Do competitors' EVF's also blackout during use?


----------



## peterzuehlke (Apr 11, 2018)

I use a Sony a6500, along with my Mark IV Canon. The big thing in favor of the Sony vs the Canon M is the in-body IS. Digital when shooting movies doesn't cut it for me. I love those cheap (but really good) Sigma lenses that don't have stabilization.


----------



## Devil007cz (Apr 11, 2018)

YuengLinger said:


> Do competitors' EVF's also blackout during use?


Sony A9 is blackout free.
Sony A6500 has minimal blackout comparable to OVF.


----------



## wazmunstr (Apr 11, 2018)

Devil007cz said:


> YuengLinger said:
> 
> 
> > Do competitors' EVF's also blackout during use?
> ...



what lens(s) are you using with the a6500? Did you go native? I want an a6500 because it's a lot of bang for your buck (I'm a vlogger) but I love my Canon lenses. Note: af has to work for me, most important feature when shooting video.


----------



## Bobbo (Apr 12, 2018)

TDP haven't reviewed the EF-M range so it's refreshing to see this one causing a stir. 
The Spec looks good for the pricepoint which is a change for Canon. Pity the 6Dii wasn't priced appropriately


----------



## neuroanatomist (Apr 12, 2018)

Bobbo said:


> TDP haven't reviewed the EF-M range...



M11-22, M28 Macro, and M55-200 reviews are posted, and M18-150 is coming soon.


----------



## YuengLinger (Apr 12, 2018)

wazmunstr said:


> Devil007cz said:
> 
> 
> > YuengLinger said:
> ...



Yes, but the a6500 has a buffer that takes *TWO MINUTES* to clear.
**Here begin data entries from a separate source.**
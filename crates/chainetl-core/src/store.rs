//! Table-store abstraction consumed by the indexer.
//!
//! Every index table is a key-ordered collection of [`Row`]s. A row carries
//! its numeric id (primary key), the height it belongs to (for rollback),
//! an optional unique secondary key and a JSON payload. Writes are grouped
//! into a [`WriteBatch`] that a backend must apply atomically together with
//! the head-pointer update.

use std::path::Path;

use async_trait::async_trait;
use serde::de::DeserializeOwned;
use serde::Serialize;

use crate::checkpoint::Checkpoint;
use crate::error::IndexerError;

/// One stored row.
#[derive(Debug, Clone, PartialEq, Serialize, serde::Deserialize)]
pub struct Row {
    /// Primary key, unique within a table.
    pub id: u64,
    /// Block height that last wrote this row.
    pub height: u64,
    /// Optional unique secondary key (e.g. an address or block hash).
    pub key: Option<String>,
    pub data: serde_json::Value,
}

impl Row {
    /// Encode `value` as a row payload.
    pub fn encode<T: Serialize>(
        id: u64,
        height: u64,
        key: Option<String>,
        value: &T,
    ) -> Result<Self, IndexerError> {
        Ok(Self {
            id,
            height,
            key,
            data: serde_json::to_value(value)?,
        })
    }

    /// Decode the payload into `T`.
    pub fn decode<T: DeserializeOwned>(&self) -> Result<T, IndexerError> {
        Ok(serde_json::from_value(self.data.clone())?)
    }
}

/// A single table write inside a batch.
#[derive(Debug, Clone)]
pub enum Mutation {
    /// Insert or replace the row with `row.id`.
    Put { table: String, row: Row },
    /// Delete the row with `id` (no-op if absent).
    Delete { table: String, id: u64 },
}

/// New value of the head pointer after a batch is applied.
#[derive(Debug, Clone, PartialEq, Eq)]
pub enum HeadUpdate {
    Set(Checkpoint),
    /// The index is empty again (genesis rolled back).
    Clear,
}

/// An ordered set of mutations applied as one unit.
#[derive(Debug, Clone, Default)]
pub struct WriteBatch {
    mutations: Vec<Mutation>,
    head: Option<HeadUpdate>,
}

impl WriteBatch {
    pub fn new() -> Self {
        Self::default()
    }

    pub fn put(&mut self, table: &str, row: Row) -> &mut Self {
        self.mutations.push(Mutation::Put {
            table: table.to_string(),
            row,
        });
        self
    }

    pub fn delete(&mut self, table: &str, id: u64) -> &mut Self {
        self.mutations.push(Mutation::Delete {
            table: table.to_string(),
            id,
        });
        self
    }

    pub fn set_head(&mut self, checkpoint: Checkpoint) -> &mut Self {
        self.head = Some(HeadUpdate::Set(checkpoint));
        self
    }

    pub fn clear_head(&mut self) -> &mut Self {
        self.head = Some(HeadUpdate::Clear);
        self
    }

    pub fn mutations(&self) -> &[Mutation] {
        &self.mutations
    }

    pub fn head(&self) -> Option<&HeadUpdate> {
        self.head.as_ref()
    }

    pub fn len(&self) -> usize {
        self.mutations.len()
    }

    pub fn is_empty(&self) -> bool {
        self.mutations.is_empty() && self.head.is_none()
    }

    pub fn into_parts(self) -> (Vec<Mutation>, Option<HeadUpdate>) {
        (self.mutations, self.head)
    }
}

/// Ordered table storage with atomic multi-table commits.
///
/// Readers must only ever observe the state before or after a whole
/// [`TableStore::commit`], never a partially applied batch.
#[async_trait]
pub trait TableStore: Send + Sync {
    /// Row by primary key.
    async fn get(&self, table: &str, id: u64) -> Result<Option<Row>, IndexerError>;

    /// Row by unique secondary key.
    async fn get_by_key(&self, table: &str, key: &str) -> Result<Option<Row>, IndexerError>;

    /// Rows with `from <= id <= to`, ascending by id.
    async fn range(&self, table: &str, from: u64, to: u64) -> Result<Vec<Row>, IndexerError>;

    /// Rows written at `height`, ascending by id.
    async fn at_height(&self, table: &str, height: u64) -> Result<Vec<Row>, IndexerError>;

    /// Row with the highest id.
    async fn last(&self, table: &str) -> Result<Option<Row>, IndexerError>;

    /// Current head pointer.
    async fn head(&self) -> Result<Option<Checkpoint>, IndexerError>;

    /// Apply all mutations plus the head update, or nothing.
    async fn commit(&self, batch: WriteBatch) -> Result<(), IndexerError>;

    /// Write a consistent copy of the current state to `path`.
    async fn snapshot(&self, path: &Path) -> Result<(), IndexerError>;
}
//! Fork detection and common-ancestor search.
//!
//! When the node reports a block that does not extend the local head, the
//! detector walks the competing chain backward (following predecessor
//! hashes) until it meets a block the local index already holds. The result
//! is a [`ReorgEvent`] describing which local heights must be rolled back
//! and which remote headers must be replayed, in order.

use async_trait::async_trait;

use crate::error::IndexerError;
use crate::types::BlockHeader;

/// Source of remote headers (the upstream node).
#[async_trait]
pub trait HeaderSource: Send + Sync {
    /// Fetch the header of a block by hash.
    async fn header_by_hash(&self, hash: &str) -> Result<BlockHeader, IndexerError>;
}

/// View of the locally committed chain.
#[async_trait]
pub trait LocalChain: Send + Sync {
    /// Hash of the committed block at `height`, if any.
    async fn local_hash(&self, height: u64) -> Result<Option<String>, IndexerError>;
}

/// Describes a detected chain reorganization.
#[derive(Debug, Clone)]
pub struct ReorgEvent {
    /// Height of the competing block that triggered the search.
    pub detected_at: u64,
    /// Height of the lowest common ancestor.
    pub ancestor: u64,
    /// Number of local blocks above the ancestor that must be rolled back.
    pub depth: u64,
    /// Competing-chain headers from `ancestor + 1` upward (ascending).
    pub replay: Vec<BlockHeader>,
    pub reorg_type: ReorgType,
}

impl ReorgEvent {
    /// Local heights to roll back, strictly descending.
    pub fn rollback_heights(&self, local_head: u64) -> impl Iterator<Item = u64> {
        ((self.ancestor + 1)..=local_head).rev()
    }
}

/// Classification of the reorg.
#[derive(Debug, Clone, Copy, PartialEq, Eq)]
pub enum ReorgType {
    /// 1–3 blocks replaced.
    ShortReorg,
    /// More than 3 blocks replaced.
    DeepReorg,
}

impl std::fmt::Display for ReorgType {
    fn fmt(&self, f: &mut std::fmt::Formatter<'_>) -> std::fmt::Result {
        match self {
            Self::ShortReorg => write!(f, "short reorg"),
            Self::DeepReorg => write!(f, "deep reorg"),
        }
    }
}

/// Detects forks and locates the common ancestor.
pub struct ReorgDetector {
    /// Maximum number of local blocks a reorg may roll back.
    max_depth: u64,
}

impl ReorgDetector {
    pub fn new(max_depth: u64) -> Self {
        Self { max_depth }
    }

    pub fn max_depth(&self) -> u64 {
        self.max_depth
    }

    /// Walk back from `candidate` until its ancestry meets the local chain.
    ///
    /// `candidate` is a remote block that was found not to extend the local
    /// head at `local_head`. Fails with [`IndexerError::ReorgTooDeep`] once
    /// the search passes `max_depth` blocks below the local head.
    pub async fn find_common_ancestor<R, L>(
        &self,
        remote: &R,
        local: &L,
        candidate: &BlockHeader,
        local_head: u64,
    ) -> Result<ReorgEvent, IndexerError>
    where
        R: HeaderSource + ?Sized,
        L: LocalChain + ?Sized,
    {
        let mut path = vec![candidate.clone()];
        let mut current = candidate.clone();

        let ancestor = loop {
            let parent_height = current.height.checked_sub(1).ok_or_else(|| {
                IndexerError::invariant(0, "competing chain has a different genesis block")
            })?;

            if parent_height <= local_head {
                if let Some(hash) = local.local_hash(parent_height).await? {
                    if hash == current.predecessor {
                        break parent_height;
                    }
                }
                let depth = local_head - parent_height;
                if depth >= self.max_depth {
                    return Err(IndexerError::ReorgTooDeep {
                        depth: depth + 1,
                        max: self.max_depth,
                        below: parent_height,
                    });
                }
            }

            current = remote.header_by_hash(&current.predecessor).await?;
            if current.height != parent_height {
                return Err(IndexerError::MissingBlockData(format!(
                    "predecessor of block {} reports height {}",
                    parent_height + 1,
                    current.height
                )));
            }
            path.push(current.clone());
        };

        path.reverse();
        let depth = local_head.saturating_sub(ancestor);
        let reorg_type = if depth <= 3 {
            ReorgType::ShortReorg
        } else {
            ReorgType::DeepReorg
        };
        tracing::warn!(
            depth,
            ancestor,
            at = candidate.height,
            reorg_type = %reorg_type,
            "Reorg detected"
        );
        Ok(ReorgEvent {
            detected_at: candidate.height,
            ancestor,
            depth,
            replay: path,
            reorg_type,
        })
    }
}

#[cfg(test)]
mod tests {
    use super::*;
    use chrono::DateTime;
    use std::collections::HashMap;

    fn h(height: u64, hash: &str, pred: &str) -> BlockHeader {
        BlockHeader {
            height,
            hash: hash.into(),
            predecessor: pred.into(),
            timestamp: DateTime::from_timestamp(height as i64 * 30, 0).unwrap_or_default(),
        }
    }

    struct Remote(HashMap<String, BlockHeader>);

    #[async_trait]
    impl HeaderSource for Remote {
        async fn header_by_hash(&self, hash: &str) -> Result<BlockHeader, IndexerError> {
            self.0
                .get(hash)
                .cloned()
                .ok_or_else(|| IndexerError::NotFound(hash.to_string()))
        }
    }

    struct Local(HashMap<u64, String>);

    #[async_trait]
    impl LocalChain for Local {
        async fn local_hash(&self, height: u64) -> Result<Option<String>, IndexerError> {
            Ok(self.0.get(&height).cloned())
        }
    }

    /// Local chain A: 0..=11. Remote chain B forks after 9.
    fn fixture() -> (Remote, Local) {
        let local = Local((0..=11).map(|i| (i, format!("A{i}"))).collect());
        let mut remote = HashMap::new();
        for i in 0..=9 {
            let pred = if i == 0 { "genesis".to_string() } else { format!("A{}", i - 1) };
            remote.insert(format!("A{i}"), h(i, &format!("A{i}"), &pred));
        }
        remote.insert("B10".into(), h(10, "B10", "A9"));
        remote.insert("B11".into(), h(11, "B11", "B10"));
        remote.insert("B12".into(), h(12, "B12", "B11"));
        (Remote(remote), local)
    }

    #[tokio::test]
    async fn finds_ancestor_below_local_head() {
        let (remote, local) = fixture();
        let det = ReorgDetector::new(16);
        let candidate = h(12, "B12", "B11");
        let ev = det.find_common_ancestor(&remote, &local, &candidate, 11).await.unwrap();
        assert_eq!(ev.ancestor, 9);
        assert_eq!(ev.depth, 2);
        assert_eq!(ev.reorg_type, ReorgType::ShortReorg);
        let replay: Vec<_> = ev.replay.iter().map(|b| b.hash.as_str()).collect();
        assert_eq!(replay, vec!["B10", "B11", "B12"]);
        let rollback: Vec<_> = ev.rollback_heights(11).collect();
        assert_eq!(rollback, vec![11, 10]);
    }

    #[tokio::test]
    async fn shorter_competing_head() {
        let (remote, local) = fixture();
        let det = ReorgDetector::new(16);
        // node reports B10 as head while we are at A11
        let candidate = h(10, "B10", "A9");
        let ev = det.find_common_ancestor(&remote, &local, &candidate, 11).await.unwrap();
        assert_eq!(ev.ancestor, 9);
        assert_eq!(ev.depth, 2);
        assert_eq!(ev.replay.len(), 1);
    }

    #[tokio::test]
    async fn depth_limit_enforced() {
        let (remote, local) = fixture();
        let det = ReorgDetector::new(1);
        let candidate = h(12, "B12", "B11");
        let err = det
            .find_common_ancestor(&remote, &local, &candidate, 11)
            .await
            .unwrap_err();
        assert!(matches!(err, IndexerError::ReorgTooDeep { max: 1, .. }));
        assert!(err.is_fatal());
    }
}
Zzzzzzzzzzz... No thanks!


----------



## wsmith96 (Apr 12, 2018)

Bobbo said:


> TDP haven't reviewed the EF-M range so it's refreshing to see this one causing a stir.
> The Spec looks good for the pricepoint which is a change for Canon. Pity the 6Dii wasn't priced appropriately



Bobbo,
The EF-M reviews aren’t shown on the main page menu, but they are there. Click “review” twice and a new page comes up with the reviews listed.


----------



## woodman411 (Apr 12, 2018)

Bobbo said:


> ... Pity the 6Dii wasn't priced appropriately



Are you referring to the 6d2's price at launch? Because 5 months after launch, during the Black Friday period, authorized USA sellers were pricing it at $1350, it is now $1379 gray market. At the 1300 mark, I think it represents a very good value.


----------



## Talys (Apr 12, 2018)

This looks like a great camera.


----------



## ritholtz (Apr 12, 2018)

is there any improvement in IQ between 80d, SL2 and M50. There is a jump from digic 6 to 8 between them.


----------



## ajfotofilmagem (Apr 12, 2018)

ritholtz said:


> is there any improvement in IQ between 80d, SL2 and M50. There is a jump from digic 6 to 8 between them.


Probably the JPEG photo straight out of the camera, should be better with the DIGIC 8.
For RAW photos, it should not make a noticeable difference.


----------



## mb66energy (Apr 13, 2018)

ritholtz said:


> is there any improvement in IQ between 80d, SL2 and M50. There is a jump from digic 6 to 8 between them.



Maybe it helps to compare the images provided by dpreview under the M50 review
https://www.dpreview.com/reviews/canon-eos-m50/6
between these cameras.
WARNING: M series and SLR cameras maybe use different lenses! So the results are maybe not absolutely comparable.

What I see: No real difference at all and definitely NO JUMP.


----------



## bdbender4 (Apr 14, 2018)

Need EOS-M primes besides the 22mm! There is a chorus of this out there; has been for quite a while.

I used my M5 with the adapter and EF lenses for most of 2017 while waiting for some non-consumer-zoom lenses. I figured the release of the M5 signaled Canon was finally getting serious about EOS-M. Not. 

The adapter works well, and I used the 24mm and 35mm IS EF lenses a lot. The images are great, but after a year I got really tired of a comparatively big honking lens on the small body. For me, it totally defeated the point of mirrorless giving good image quality while being small and light. I have since sold my entire EF system, since that was the only use I was making of it any more. (After using APS-C mirrorless, the 6D and 24-70 f/2.8 felt like carrying an anvil around.)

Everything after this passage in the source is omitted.